Weakest Beast Tamer Gets All SSS Dragons - Chapter 972 - Taming Harassment - 5

Chapter 972 – Taming Harassment – 5
They were still under the same rules…
Arturo processed that. His jaw tightened another fraction, he didn’t like it, but he understood it.
Orion’s response came back in under ten minutes. He simply accepted.
And he added, with the specific elegance of someone who wants their generosity on the record, that there were undoubtedly many honors to be distributed among many entities, large and small, and that nobility would not be noble if its rules were not applied with equal rigor to all. It was a way of saying that the ceremony was where he intended his new order to be made public, and that delaying it only accumulated losses that Julius could spare himself.
Julius responded in the same register. He expressed appreciation for the consideration. He noted that precisely out of respect for that principle, the ceremony required preparations that honored tradition, and that tradition had its own protocol regarding attendance by lineage.
One lineage, one limited delegation.
Orion accepted that too, without negotiating.
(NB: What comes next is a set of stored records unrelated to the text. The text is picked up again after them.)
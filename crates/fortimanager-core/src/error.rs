//! Error types for FortiManager resource operations.
//!
//! Every crate in the workspace reports failures through [`Error`]. Variants carry
//! the resource type and, where relevant, the operation or field that failed so the
//! orchestrator can surface a precise message without further wrapping.

use serde::Serialize;
use thiserror::Error;

use crate::types::Operation;

/// Main error type for FortiManager resource operations.
#[derive(Error, Debug, Clone, PartialEq)]
pub enum Error {
    /// A required scoping parameter could not be resolved before a mutating call
    #[error("{resource}: cannot resolve scope parameter `{parameter}`")]
    ScopeResolutionError {
        /// Resource type name
        resource: String,
        /// Scoping parameter that was blank
        parameter: String,
    },

    /// A scoping parameter was still blank after the import-option fallback
    #[error("{resource}: parameter {parameter} is missing")]
    MissingParameterError {
        /// Resource type name
        resource: String,
        /// Scoping parameter that was blank
        parameter: String,
    },

    /// The external client call failed
    #[error("Error {operation} {resource} resource: {message}")]
    RemoteCallError {
        /// Resource type name
        resource: String,
        /// Operation that was attempted
        operation: Operation,
        /// Message reported by the client
        message: String,
    },

    /// A remote value could not be assigned to local state
    #[error("{resource}: error reading {field}: {message}")]
    FieldReadError {
        /// Resource type name
        resource: String,
        /// Local field name
        field: String,
        /// Shape mismatch description
        message: String,
    },

    /// A local value does not match its field kind
    #[error("{resource}: invalid value for {field}: {message}")]
    InvalidFieldValue {
        /// Resource type name
        resource: String,
        /// Local field name
        field: String,
        /// Mismatch description
        message: String,
    },

    /// The field that supplies the identity is unset
    #[error("{resource}: identity field `{field}` is not set")]
    IdentityError {
        /// Resource type name
        resource: String,
        /// Identity field name
        field: String,
    },

    /// JSON that cannot be represented as a wire value
    #[error("Invalid wire value: {0}")]
    InvalidWireValue(String),

    /// No descriptor registered under a type name
    #[error("Unknown resource type: {0}")]
    UnknownResource(String),

    /// A resource descriptor violates its structural rules
    #[error("Invalid resource descriptor: {0}")]
    InvalidDescriptor(String),

    /// Resource not found
    #[error("Not found: {0}")]
    NotFound(String),

    /// Configuration error
    #[error("Configuration error: {0}")]
    ConfigError(String),

    /// Validation error
    #[error("Validation error: {0}")]
    ValidationError(String),

    /// Error raised inside a client implementation
    #[error("Client error: {0}")]
    ClientError(String),
}

/// Specialized result type for FortiManager resource operations.
pub type Result<T> = std::result::Result<T, Error>;

/// Severity attached to a [`Diagnostic`].
#[derive(Debug, Clone, Copy, PartialEq, Eq, Serialize)]
#[serde(rename_all = "lowercase")]
pub enum Severity {
    /// The operation failed
    Error,
}

/// Structured diagnostic handed back to the orchestrator.
#[derive(Debug, Clone, Serialize, PartialEq)]
pub struct Diagnostic {
    /// Severity
    pub severity: Severity,
    /// Error code for programmatic handling
    pub code: String,
    /// Human-readable summary
    pub summary: String,
    /// Optional structured detail
    #[serde(skip_serializing_if = "Option::is_none")]
    pub detail: Option<serde_json::Value>,
}

impl Error {
    /// Returns the error code for this error type.
    #[must_use]
    pub fn error_code(&self) -> &'static str {
        match self {
            Self::ScopeResolutionError { .. } => "SCOPE_RESOLUTION_ERROR",
            Self::MissingParameterError { .. } => "MISSING_PARAMETER",
            Self::RemoteCallError { .. } => "REMOTE_CALL_ERROR",
            Self::FieldReadError { .. } => "FIELD_READ_ERROR",
            Self::InvalidFieldValue { .. } => "INVALID_FIELD_VALUE",
            Self::IdentityError { .. } => "IDENTITY_ERROR",
            Self::InvalidWireValue(_) => "INVALID_WIRE_VALUE",
            Self::UnknownResource(_) => "UNKNOWN_RESOURCE",
            Self::InvalidDescriptor(_) => "INVALID_DESCRIPTOR",
            Self::NotFound(_) => "NOT_FOUND",
            Self::ConfigError(_) => "CONFIG_ERROR",
            Self::ValidationError(_) => "VALIDATION_ERROR",
            Self::ClientError(_) => "CLIENT_ERROR",
        }
    }

    /// Returns the resource type the error is attributed to, if any.
    #[must_use]
    pub fn resource(&self) -> Option<&str> {
        match self {
            Self::ScopeResolutionError { resource, .. }
            | Self::MissingParameterError { resource, .. }
            | Self::RemoteCallError { resource, .. }
            | Self::FieldReadError { resource, .. }
            | Self::InvalidFieldValue { resource, .. }
            | Self::IdentityError { resource, .. } => Some(resource),
            _ => None,
        }
    }

    /// Converts the error into a [`Diagnostic`].
    #[must_use]
    pub fn into_diagnostic(self) -> Diagnostic {
        let detail = match &self {
            Self::ScopeResolutionError { resource, parameter }
            | Self::MissingParameterError { resource, parameter } => Some(serde_json::json!({
                "resource": resource,
                "parameter": parameter,
            })),
            Self::RemoteCallError {
                resource,
                operation,
                ..
            } => Some(serde_json::json!({
                "resource": resource,
                "operation": operation,
            })),
            Self::FieldReadError { resource, field, .. }
            | Self::InvalidFieldValue { resource, field, .. }
            | Self::IdentityError { resource, field } => Some(serde_json::json!({
                "resource": resource,
                "field": field,
            })),
            _ => None,
        };

        Diagnostic {
            severity: Severity::Error,
            code: self.error_code().to_string(),
            summary: self.to_string(),
            detail,
        }
    }

    /// Returns true if this error should be logged as a serious error.
    #[must_use]
    pub const fn should_log(&self) -> bool {
        matches!(
            self,
            Self::RemoteCallError { .. }
                | Self::FieldReadError { .. }
                | Self::InvalidDescriptor(_)
                | Self::ConfigError(_)
                | Self::ClientError(_)
        )
    }
}

// Conversions from external error types
impl From<url::ParseError> for Error {
    fn from(err: url::ParseError) -> Self {
        Self::ConfigError(err.to_string())
    }
}

impl From<serde_json::Error> for Error {
    fn from(err: serde_json::Error) -> Self {
        Self::InvalidWireValue(err.to_string())
    }
}

impl From<validator::ValidationErrors> for Error {
    fn from(err: validator::ValidationErrors) -> Self {
        Self::ValidationError(err.to_string())
    }
}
Julius read that acceptance more carefully than all the previous ones, because it was the one that mattered most for what he was building around it. The ceremony hall operated under a fixed attendance protocol, a small number of soldiers per family established by historical precedent that no faction could alter unilaterally without violating the same rules Orion was invoking to legitimize himself. Which meant that Orion’s army, large as it was, would remain outside, separated from the hall by hundreds of substantial historical buildings that weren’t easy to destroy or move through quickly.
Inside: only his elite.
Inside also: the elite who answered to Julius, whose numbers were still, despite everything, slightly greater than Orion’s inner circle.
It wasn’t parity when the crystals were factored in. But it was considerably better than open ground against a full army when the defender was dispersed and exhausted.
“You’re giving him the ceremony he wants,” said Arturo, who had been reading the exchange in silence.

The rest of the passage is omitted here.